Born in London England in 1868, Parlby came to Canada in 1896 and by 1913 she would found the first women’s local of the United Farmers of Alberta. Her work with the organization helped to raise her profile across the province. During this time, and for many years after, Irene lived in the Alix area and was a well-known and respected member of the community. Her talents as a hostess were widely commended. She would often host members of the Canadian Press, MLAs and cabinet ministers at her home in town.
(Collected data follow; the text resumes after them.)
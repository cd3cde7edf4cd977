use std::path::Path;
use std::time::Duration;

use anyhow::{bail, Context, Result};
use figment::{
    providers::{Env, Format, Serialized, Yaml},
    Figment,
};
use serde::{Deserialize, Serialize};
use url::Url;

use crate::controller::DEFAULT_DEBOUNCE_DELAY;

/// Dashboard settings, read from the `dashboard` section of a YAML file and
/// `DASHBOARD__*` environment variables.
#[derive(Debug, Clone, PartialEq, Eq, Serialize, Deserialize)]
#[serde(deny_unknown_fields)]
pub struct DashboardConfig {
    #[serde(default = "default_base_url")]
    pub base_url: String,
    #[serde(default = "default_debounce_ms")]
    pub debounce_ms: u64,
}

impl Default for DashboardConfig {
    fn default() -> Self {
        Self {
            base_url: default_base_url(),
            debounce_ms: default_debounce_ms(),
        }
    }
}

fn default_base_url() -> String {
    "http://localhost:4000/api".to_string()
}

fn default_debounce_ms() -> u64 {
    DEFAULT_DEBOUNCE_DELAY.as_millis() as u64
}

impl DashboardConfig {
    /// Defaults, then the optional YAML file, then the environment.
    pub fn load(path: Option<&Path>) -> Result<Self> {
        let mut figment = Figment::new().merge(Serialized::defaults(Self::default()));
        if let Some(path) = path {
            if !path.is_file() {
                bail!("Config file not found: {}", path.display());
            }
            figment = figment.merge(Figment::from(Yaml::file(path)).focus("dashboard"));
        }
        figment
            .merge(Env::prefixed("DASHBOARD__").split("__"))
            .extract()
            .context("Failed to extract dashboard config")
    }

    pub fn debounce(&self) -> Duration {
        Duration::from_millis(self.debounce_ms)
    }

    /// The API root as a URL; only http(s) is accepted.
    pub fn api_url(&self) -> Result<Url> {
        let url = Url::parse(self.base_url.trim())
            .with_context(|| format!("Invalid base_url '{}'", self.base_url))?;
        match url.scheme() {
            "http" | "https" => Ok(url),
            other => bail!("Unsupported base_url scheme '{other}'"),
        }
    }
}
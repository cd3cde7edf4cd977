//! Tests to verify that handlers and the service emit the expected spans and events

use std::sync::Arc;

use anyhow::Result;
use axum::{
    body::Body,
    http::{Request, StatusCode},
    Router,
};
use tower::ServiceExt;
use tracing_test::traced_test;

use users_directory::api::rest::error::ErrorExposure;
use users_directory::api::rest::routes::register_routes;
use users_directory::contract::model::{NewUser, User, UserId};
use users_directory::domain::repo::{UserQuery, UsersRepository};
use users_directory::domain::service::Service;

struct EmptyRepository;

#[async_trait::async_trait]
impl UsersRepository for EmptyRepository {
    async fn find_users(&self, _query: &UserQuery) -> Result<Vec<User>> {
        Ok(Vec::new())
    }

    async fn find_by_id(&self, _id: UserId) -> Result<Option<User>> {
        Ok(None)
    }

    async fn delete(&self, _id: UserId) -> Result<bool> {
        Ok(false)
    }

    async fn count(&self) -> Result<u64> {
        Ok(0)
    }

    async fn insert(&self, _new_user: NewUser) -> Result<User> {
        anyhow::bail!("not supported")
    }
}

/// Holds exactly one user until it is deleted.
struct SingleUserRepository;

#[async_trait::async_trait]
impl UsersRepository for SingleUserRepository {
    async fn find_users(&self, _query: &UserQuery) -> Result<Vec<User>> {
        Ok(Vec::new())
    }

    async fn find_by_id(&self, id: UserId) -> Result<Option<User>> {
        Ok(Some(User {
            id,
            name: "Jane Smith".to_string(),
            email: "jane@example.com".to_string(),
            company: "Acme".to_string(),
            address: "2 Side Street".to_string(),
            city: "Springfield".to_string(),
            created_at: chrono::Utc::now(),
        }))
    }

    async fn delete(&self, _id: UserId) -> Result<bool> {
        Ok(true)
    }

    async fn count(&self) -> Result<u64> {
        Ok(1)
    }

    async fn insert(&self, _new_user: NewUser) -> Result<User> {
        anyhow::bail!("not supported")
    }
}

struct FailingRepository;

#[async_trait::async_trait]
impl UsersRepository for FailingRepository {
    async fn find_users(&self, _query: &UserQuery) -> Result<Vec<User>> {
        anyhow::bail!("database is locked")
    }

    async fn find_by_id(&self, _id: UserId) -> Result<Option<User>> {
        anyhow::bail!("database is locked")
    }

    async fn delete(&self, _id: UserId) -> Result<bool> {
        anyhow::bail!("database is locked")
    }

    async fn count(&self) -> Result<u64> {
        anyhow::bail!("database is locked")
    }

    async fn insert(&self, _new_user: NewUser) -> Result<User> {
        anyhow::bail!("database is locked")
    }
}

fn app(repo: Arc<dyn UsersRepository>) -> Router {
    register_routes(
        Router::new(),
        Arc::new(Service::new(repo)),
        ErrorExposure::production(),
    )
}

async fn status_of(app: Router, method: &str, uri: &str) -> StatusCode {
    app.oneshot(
        Request::builder()
            .method(method)
            .uri(uri)
            .body(Body::empty())
            .unwrap(),
    )
    .await
    .unwrap()
    .status()
}

#[tokio::test]
#[traced_test]
async fn list_handler_enters_rest_and_service_spans() {
    let status = status_of(app(Arc::new(EmptyRepository)), "GET", "/api/users?q=jo").await;
    assert_eq!(status, StatusCode::OK);

    assert!(logs_contain("users_directory.rest.list_users"));
    assert!(logs_contain("users_directory.service.list_users"));
    assert!(logs_contain("Listed 0 users"));
}

#[tokio::test]
#[traced_test]
async fn delete_handler_records_user_id() {
    let status = status_of(app(Arc::new(SingleUserRepository)), "DELETE", "/api/users/17").await;
    assert_eq!(status, StatusCode::OK);

    assert!(logs_contain("users_directory.service.delete_user"));
    assert!(logs_contain("user_id=17"));
    assert!(logs_contain("Deleted user"));
}

#[tokio::test]
#[traced_test]
async fn store_failures_are_logged_with_request_line() {
    let status = status_of(app(Arc::new(FailingRepository)), "GET", "/api/users/search?q=x").await;
    assert_eq!(status, StatusCode::INTERNAL_SERVER_ERROR);

    assert!(logs_contain("Failed to search users"));
    assert!(logs_contain("method=GET"));
    assert!(logs_contain("path=/api/users/search"));
    assert!(logs_contain("cause=database is locked"));
}
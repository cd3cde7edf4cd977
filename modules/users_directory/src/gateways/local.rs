use async_trait::async_trait;
use std::sync::Arc;

use crate::contract::{
    client::UsersDirectoryApi,
    error::UsersDirectoryError,
    model::{User, UserId},
};
use crate::domain::{service::Service, validation::SearchParams};

/// Local implementation of the UsersDirectoryApi trait that delegates to the domain service
pub struct UsersDirectoryLocalClient {
    service: Arc<Service>,
}

impl UsersDirectoryLocalClient {
    pub fn new(service: Arc<Service>) -> Self {
        Self { service }
    }
}

#[async_trait]
impl UsersDirectoryApi for UsersDirectoryLocalClient {
    async fn list_users(&self, q: Option<String>) -> Result<Vec<User>, UsersDirectoryError> {
        let params = SearchParams { q };
        self.service
            .list_users(&params)
            .await
            .map_err(UsersDirectoryError::from)
    }

    async fn search_users(&self, q: String) -> Result<Vec<User>, UsersDirectoryError> {
        self.service
            .search_users(&SearchParams::with_query(q))
            .await
            .map_err(UsersDirectoryError::from)
    }

    async fn delete_user(&self, id: UserId) -> Result<User, UsersDirectoryError> {
        self.service
            .delete_user(id)
            .await
            .map_err(UsersDirectoryError::from)
    }
}
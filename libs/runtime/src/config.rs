use anyhow::{Context, Result};
use serde::de::DeserializeOwned;
use serde::{Deserialize, Serialize};
use std::collections::HashMap;
use std::path::{Path, PathBuf};

use crate::paths::resolve_home_dir;

const DEFAULT_HOME_SUBDIR: &str = ".user-directory";

/// Main application configuration with strongly-typed global sections
/// and a flexible per-module configuration bag.
#[derive(Debug, Clone, Deserialize, Serialize)]
#[serde(deny_unknown_fields)]
pub struct AppConfig {
    /// Core server configuration.
    pub server: ServerConfig,
    /// Database configuration (optional).
    pub database: Option<DatabaseConfig>,
    /// Logging configuration (optional, uses defaults if None).
    pub logging: Option<LoggingConfig>,
    /// Directory containing per-module YAML files (optional).
    #[serde(default)]
    pub modules_dir: Option<String>,
    /// Per-module configuration bag: module_name → arbitrary JSON/YAML value.
    #[serde(default)]
    pub modules: HashMap<String, serde_json::Value>,
}

#[derive(Debug, Clone, Deserialize, Serialize)]
#[serde(deny_unknown_fields)]
pub struct ServerConfig {
    pub home_dir: String, // normalized to an absolute path on load
    pub host: String,
    pub port: u16,
    /// Controls whether internal error details reach HTTP clients.
    #[serde(default)]
    pub environment: Environment,
    /// Per-request timeout; 0 disables it.
    #[serde(default)]
    pub timeout_sec: u64,
}

/// Deployment flavour of the running process.
#[derive(Debug, Clone, Copy, Default, PartialEq, Eq, Deserialize, Serialize)]
#[serde(rename_all = "lowercase")]
pub enum Environment {
    Development,
    #[default]
    Production,
}

impl Environment {
    pub fn is_development(self) -> bool {
        matches!(self, Environment::Development)
    }
}

#[derive(Debug, Clone, Deserialize, Serialize)]
#[serde(deny_unknown_fields)]
pub struct DatabaseConfig {
    /// Database connection URL (e.g. "sqlite://database/users.db", "sqlite::memory:").
    pub url: String,
    /// Maximum number of connections in the pool (optional, defaults to 10).
    pub max_conns: Option<u32>,
    /// SQLite busy timeout in milliseconds (optional, defaults to 5000).
    pub busy_timeout_ms: Option<u32>,
}

/// Logging configuration - maps subsystem names to their logging settings.
/// Key "default" is the catch-all for logs that don't match explicit subsystems.
pub type LoggingConfig = HashMap<String, Section>;

#[derive(Debug, Serialize, Deserialize, Clone)]
pub struct Section {
    pub console_level: String, // "info", "debug", "error", "off"
    #[serde(default)]
    pub file: String, // "logs/users.log"; empty disables the file sink
    #[serde(default)]
    pub file_level: String,
    #[serde(default)]
    pub max_backups: Option<usize>,
    #[serde(default)]
    pub max_size_mb: Option<u64>,
}

impl Default for ServerConfig {
    fn default() -> Self {
        Self {
            // Empty => <platform home>/.user-directory
            home_dir: String::new(),
            host: "127.0.0.1".to_string(),
            port: 4000,
            environment: Environment::default(),
            timeout_sec: 30,
        }
    }
}

/// Create a default logging configuration.
pub fn default_logging_config() -> LoggingConfig {
    let mut logging = HashMap::new();
    logging.insert(
        "default".to_string(),
        Section {
            console_level: "info".to_string(),
            file: "logs/user-directory.log".to_string(),
            file_level: "debug".to_string(),
            max_backups: Some(3),
            max_size_mb: Some(100),
        },
    );
    logging
}

impl Default for AppConfig {
    fn default() -> Self {
        Self {
            server: ServerConfig::default(),
            database: Some(DatabaseConfig {
                url: "sqlite://database/users.db".to_string(),
                max_conns: Some(10),
                busy_timeout_ms: Some(5000),
            }),
            logging: Some(default_logging_config()),
            modules_dir: None,
            modules: HashMap::new(),
        }
    }
}

impl AppConfig {
    /// Load configuration with layered loading: defaults → YAML file → environment variables.
    /// Also normalizes `server.home_dir` into an absolute path and creates the directory.
    pub fn load_layered<P: AsRef<Path>>(config_path: P) -> Result<Self> {
        use figment::{
            providers::{Env, Format, Serialized, Yaml},
            Figment,
        };

        let config_path = config_path.as_ref();
        if !config_path.is_file() {
            anyhow::bail!("Config file not found: {}", config_path.display());
        }

        // Optional sections stay None unless YAML/ENV provides them.
        let base = AppConfig {
            server: ServerConfig::default(),
            database: None,
            logging: None,
            modules_dir: None,
            modules: HashMap::new(),
        };

        let figment = Figment::new()
            .merge(Serialized::defaults(base))
            .merge(Yaml::file(config_path))
            // APP__SERVER__PORT=8080 maps to server.port
            .merge(Env::prefixed("APP__").split("__"));

        let mut config: AppConfig = figment
            .extract()
            .context("Failed to extract config from figment")?;

        normalize_home_dir_inplace(&mut config.server)
            .context("Failed to resolve server.home_dir")?;

        if let Some(dir) = config.modules_dir.clone() {
            merge_module_files(&mut config.modules, dir)?;
        }

        Ok(config)
    }

    /// Load configuration from file or fall back to defaults.
    pub fn load_or_default<P: AsRef<Path>>(config_path: Option<P>) -> Result<Self> {
        match config_path {
            Some(path) => Self::load_layered(path),
            None => {
                let mut c = Self::default();
                normalize_home_dir_inplace(&mut c.server)
                    .context("Failed to resolve server.home_dir (defaults)")?;
                Ok(c)
            }
        }
    }

    /// Serialize configuration to YAML.
    pub fn to_yaml(&self) -> Result<String> {
        serde_yaml::to_string(self).context("Failed to serialize config to YAML")
    }

    /// Typed view of one entry in the `modules` bag; a missing entry yields `T::default()`.
    pub fn module_config<T>(&self, module_name: &str) -> Result<T>
    where
        T: DeserializeOwned + Default,
    {
        match self.modules.get(module_name) {
            Some(raw) => serde_json::from_value(raw.clone())
                .with_context(|| format!("Invalid configuration for module '{module_name}'")),
            None => Ok(T::default()),
        }
    }

    /// Apply overrides from command line arguments.
    pub fn apply_cli_overrides(&mut self, args: &CliArgs) {
        if let Some(port) = args.port {
            self.server.port = port;
        }

        if args.mock {
            let db = self.database.get_or_insert_with(|| DatabaseConfig {
                url: String::new(),
                max_conns: None,
                busy_timeout_ms: None,
            });
            db.url = "sqlite::memory:".to_string();
            // Every pooled connection would otherwise open its own empty in-memory DB.
            db.max_conns = Some(1);
        }

        let logging = self.logging.get_or_insert_with(default_logging_config);
        if let Some(default_section) = logging.get_mut("default") {
            match args.verbose {
                0 => {}
                1 => default_section.console_level = "debug".to_string(),
                _ => default_section.console_level = "trace".to_string(),
            }
        }
    }
}

/// Command line arguments relevant to configuration.
#[derive(Debug, Clone, Default)]
pub struct CliArgs {
    pub config: Option<String>,
    pub port: Option<u16>,
    pub print_config: bool,
    pub verbose: u8,
    pub mock: bool,
}

fn normalize_home_dir_inplace(server: &mut ServerConfig) -> Result<()> {
    let configured = if server.home_dir.trim().is_empty() {
        None
    } else {
        Some(server.home_dir.clone())
    };

    let resolved: PathBuf = resolve_home_dir(configured, DEFAULT_HOME_SUBDIR, true)
        .context("home_dir normalization failed")?;

    server.home_dir = resolved.to_string_lossy().to_string();
    Ok(())
}

fn merge_module_files(
    bag: &mut HashMap<String, serde_json::Value>,
    dir: impl AsRef<Path>,
) -> Result<()> {
    use std::fs;
    let dir = dir.as_ref();
    if !dir.exists() {
        return Ok(());
    }
    for entry in fs::read_dir(dir)? {
        let path = entry?.path();
        if !path.is_file() {
            continue;
        }
        let is_yaml = path
            .extension()
            .and_then(|s| s.to_str())
            .is_some_and(|ext| ext.eq_ignore_ascii_case("yml") || ext.eq_ignore_ascii_case("yaml"));
        if !is_yaml {
            continue;
        }
        let Some(name) = path.file_stem().and_then(|s| s.to_str()) else {
            continue;
        };
        let raw = fs::read_to_string(&path)
            .with_context(|| format!("Failed to read module config {}", path.display()))?;
        let val: serde_yaml::Value = serde_yaml::from_str(&raw)
            .with_context(|| format!("Failed to parse module config {}", path.display()))?;
        bag.insert(name.to_string(), serde_json::to_value(val)?);
    }
    Ok(())
}
// === PUBLIC CONTRACT ===
// Only the contract module should be public for other modules to consume
pub mod contract;

// Re-export the public contract components
pub use contract::{client, error, model};

// === MODULE DEFINITION ===
pub mod module;
pub use module::UsersDirectory;

// === INTERNAL MODULES ===
// These are implementation details exposed for tests and for the server binary wiring.
// Other modules should depend on `contract` only.
#[doc(hidden)]
pub mod api;
#[doc(hidden)]
pub mod config;
#[doc(hidden)]
pub mod domain;
#[doc(hidden)]
pub mod gateways;
#[doc(hidden)]
pub mod infra;
use sea_orm::entity::prelude::*;

#[derive(Clone, Debug, PartialEq, Eq, DeriveEntityModel)]
#[sea_orm(table_name = "users")]
pub struct Model {
    #[sea_orm(primary_key)]
    pub id: i64,
    pub name: String,
    pub email: String,
    pub company: String,
    pub address: String,
    pub city: String,
    pub created_at: DateTimeUtc,
}

#[derive(Copy, Clone, Debug, EnumIter, DeriveRelation)]
pub enum Relation {}

impl ActiveModelBehavior for ActiveModel {}
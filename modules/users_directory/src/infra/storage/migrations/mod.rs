use sea_orm_migration::prelude::*;

mod m0001_create_users;

pub struct Migrator;

#[async_trait::async_trait]
impl MigratorTrait for Migrator {
    fn migrations() -> Vec<Box<dyn MigrationTrait>> {
        vec![Box::new(m0001_create_users::Migration)]
    }
}
//! SeaORM-backed repository implementation for the domain port.
//!
//! Generic over `C: ConnectionTrait`, so it can be built on a
//! `DatabaseConnection` or on a transaction.

use anyhow::Context;
use chrono::Utc;
use sea_orm::sea_query::{Expr, Func, LikeExpr};
use sea_orm::{
    ActiveModelTrait, Condition, ConnectionTrait, EntityTrait, NotSet, PaginatorTrait,
    QueryFilter, QueryOrder, Select, Set,
};

use crate::contract::model::{NewUser, User, UserId};
use crate::domain::repo::{UserQuery, UsersRepository};
use crate::infra::storage::entity::{
    ActiveModel as UserAM, Column, Entity as UserEntity, Model as UserModel,
};

const LIKE_ESCAPE: char = '\\';

/// SeaORM repository impl.
/// Holds a connection object; its lifetime/ownership is up to the caller.
pub struct SeaOrmUsersRepository<C>
where
    C: ConnectionTrait + Send + Sync,
{
    conn: C,
}

impl<C> SeaOrmUsersRepository<C>
where
    C: ConnectionTrait + Send + Sync,
{
    pub fn new(conn: C) -> Self {
        Self { conn }
    }
}

/// `%term%` with the LIKE metacharacters of `term` escaped. Only ASCII is
/// folded, matching what SQLite's `LOWER(column)` does.
pub(crate) fn contains_pattern(term: &str) -> String {
    let mut pattern = String::with_capacity(term.len() + 2);
    pattern.push('%');
    for ch in term.to_ascii_lowercase().chars() {
        if matches!(ch, '%' | '_' | LIKE_ESCAPE) {
            pattern.push(LIKE_ESCAPE);
        }
        pattern.push(ch);
    }
    pattern.push('%');
    pattern
}

fn lower_contains(column: Column, pattern: &str) -> sea_orm::sea_query::SimpleExpr {
    Expr::expr(Func::lower(Expr::col((UserEntity, column))))
        .like(LikeExpr::new(pattern).escape(LIKE_ESCAPE))
}

/// Terms outside ASCII are not pushed into SQL: `LOWER` would leave their
/// letters unfolded. Those rows are filtered by [`unicode_match`] instead.
fn select_users(query: &UserQuery) -> Select<UserEntity> {
    let select = match query {
        UserQuery::NameOrEmailContains(term) if term.is_ascii() => {
            let pattern = contains_pattern(term);
            UserEntity::find().filter(
                Condition::any()
                    .add(lower_contains(Column::Name, &pattern))
                    .add(lower_contains(Column::Email, &pattern)),
            )
        }
        UserQuery::NameOrEmailContains(_) | UserQuery::All => UserEntity::find(),
    };
    select
        .order_by_desc(Column::CreatedAt)
        .order_by_desc(Column::Id)
}

/// Unicode-folded name/email match for the terms [`select_users`] leaves
/// unfiltered. `None` means the SQL filter already applied.
fn unicode_match(query: &UserQuery) -> Option<impl Fn(&UserModel) -> bool> {
    match query {
        UserQuery::NameOrEmailContains(term) if !term.is_ascii() => {
            let needle = term.to_lowercase();
            Some(move |m: &UserModel| {
                m.name.to_lowercase().contains(&needle) || m.email.to_lowercase().contains(&needle)
            })
        }
        _ => None,
    }
}

#[async_trait::async_trait]
impl<C> UsersRepository for SeaOrmUsersRepository<C>
where
    C: ConnectionTrait + Send + Sync + 'static,
{
    async fn find_users(&self, query: &UserQuery) -> anyhow::Result<Vec<User>> {
        let rows = select_users(query)
            .all(&self.conn)
            .await
            .context("find_users failed")?;
        let users = match unicode_match(query) {
            Some(keep) => rows.into_iter().filter(|m| keep(m)).map(Into::into).collect(),
            None => rows.into_iter().map(Into::into).collect(),
        };
        Ok(users)
    }

    async fn find_by_id(&self, id: UserId) -> anyhow::Result<Option<User>> {
        let found = UserEntity::find_by_id(id)
            .one(&self.conn)
            .await
            .context("find_by_id failed")?;
        Ok(found.map(Into::into))
    }

    async fn delete(&self, id: UserId) -> anyhow::Result<bool> {
        let res = UserEntity::delete_by_id(id)
            .exec(&self.conn)
            .await
            .context("delete failed")?;
        Ok(res.rows_affected > 0)
    }

    async fn count(&self) -> anyhow::Result<u64> {
        UserEntity::find()
            .count(&self.conn)
            .await
            .context("count failed")
    }

    async fn insert(&self, new_user: NewUser) -> anyhow::Result<User> {
        let m = UserAM {
            id: NotSet,
            name: Set(new_user.name),
            email: Set(new_user.email),
            company: Set(new_user.company),
            address: Set(new_user.address),
            city: Set(new_user.city),
            created_at: Set(Utc::now()),
        };
        let inserted = m.insert(&self.conn).await.context("insert failed")?;
        Ok(inserted.into())
    }
}

#[cfg(test)]
mod tests {
    use super::*;
    use sea_orm::{DbBackend, QueryTrait};

    #[test]
    fn pattern_escapes_like_metacharacters() {
        assert_eq!(contains_pattern("oh D"), "%oh d%");
        assert_eq!(contains_pattern("100%"), "%100\\%%");
        assert_eq!(contains_pattern("a_b"), "%a\\_b%");
        assert_eq!(contains_pattern("c:\\x"), "%c:\\\\x%");
    }

    #[test]
    fn non_ascii_terms_are_filtered_outside_sql() {
        assert_eq!(contains_pattern("ÉMILE"), "%Émile%");

        let sql = select_users(&UserQuery::matching("émile"))
            .build(DbBackend::Sqlite)
            .to_string();
        assert!(!sql.contains("WHERE"), "{sql}");

        let keep = unicode_match(&UserQuery::matching("émile")).unwrap();
        let row = UserModel {
            id: 1,
            name: "ÉMILE ZOLA".into(),
            email: "emile@example.com".into(),
            company: String::new(),
            address: String::new(),
            city: String::new(),
            created_at: Utc::now(),
        };
        assert!(keep(&row));
        assert!(unicode_match(&UserQuery::matching("emile")).is_none());
    }

    #[test]
    fn unfiltered_select_orders_newest_first() {
        let sql = select_users(&UserQuery::All)
            .build(DbBackend::Sqlite)
            .to_string();
        assert!(sql.contains(r#"ORDER BY "users"."created_at" DESC, "users"."id" DESC"#), "{sql}");
        assert!(!sql.contains("WHERE"), "{sql}");
    }

    #[test]
    fn search_select_matches_name_or_email() {
        let sql = select_users(&UserQuery::matching("John"))
            .build(DbBackend::Sqlite)
            .to_string();
        assert!(sql.contains(r#"LOWER("users"."name") LIKE '%john%'"#), "{sql}");
        assert!(sql.contains("ESCAPE"), "{sql}");
        assert!(sql.contains(" OR "), "{sql}");
        assert!(sql.contains(r#"LOWER("users"."email")"#), "{sql}");
    }
}
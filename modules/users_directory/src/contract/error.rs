use thiserror::Error;

use crate::contract::model::UserId;

/// Errors that are safe to expose to other modules
#[derive(Error, Debug, Clone, PartialEq, Eq)]
pub enum UsersDirectoryError {
    #[error("User not found: {id}")]
    NotFound { id: UserId },

    #[error("Search query is required")]
    MissingQuery,

    #[error("Validation error: {message}")]
    Validation { message: String },

    #[error("Internal error")]
    Internal,
}

impl UsersDirectoryError {
    pub fn not_found(id: UserId) -> Self {
        Self::NotFound { id }
    }

    pub fn validation(message: impl Into<String>) -> Self {
        Self::Validation {
            message: message.into(),
        }
    }

    pub fn internal() -> Self {
        Self::Internal
    }
}

impl From<crate::domain::error::DomainError> for UsersDirectoryError {
    fn from(domain_error: crate::domain::error::DomainError) -> Self {
        use crate::domain::error::DomainError::*;
        match domain_error {
            UserNotFound { id } | ConcurrentlyDeleted { id } => Self::not_found(id),
            MissingQuery => Self::MissingQuery,
            Validation(e) => Self::validation(e.to_string()),
            Database { .. } => Self::internal(),
        }
    }
}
That would culminate with her election to the Alberta Legislature in the Lacombe Riding, which she would represent for the next 14 years. During that time, she was appointed as a minister without a portfolio, making her the first woman cabinet minister in Alberta history.

Her most famous role in women’s rights would come as a member of the Famous Five, who took the issue of women being qualified persons to the highest court in the country. The group would win that case and help change women’s rights forever. Soon after its judgement, the first woman, Cairine Wilson, would sit on the Canadian Senate.

Throughout her life, Parlby was an advocate for rural Canadian women and children, and she pushed for public health care services and municipal hospitals.

She would pass away on July 12, 1965 in Red Deer, the last of the Famous Five.

In 2009, Parlby and the other members of the Famous Five were named Canada’s first honorary senators. A mural of Parlby also exists in Edmonton.

In 1966, Parlby was recognized as a Person of National Historic Significance by the Government of Canada and the plaque honouring that can be found in Alix.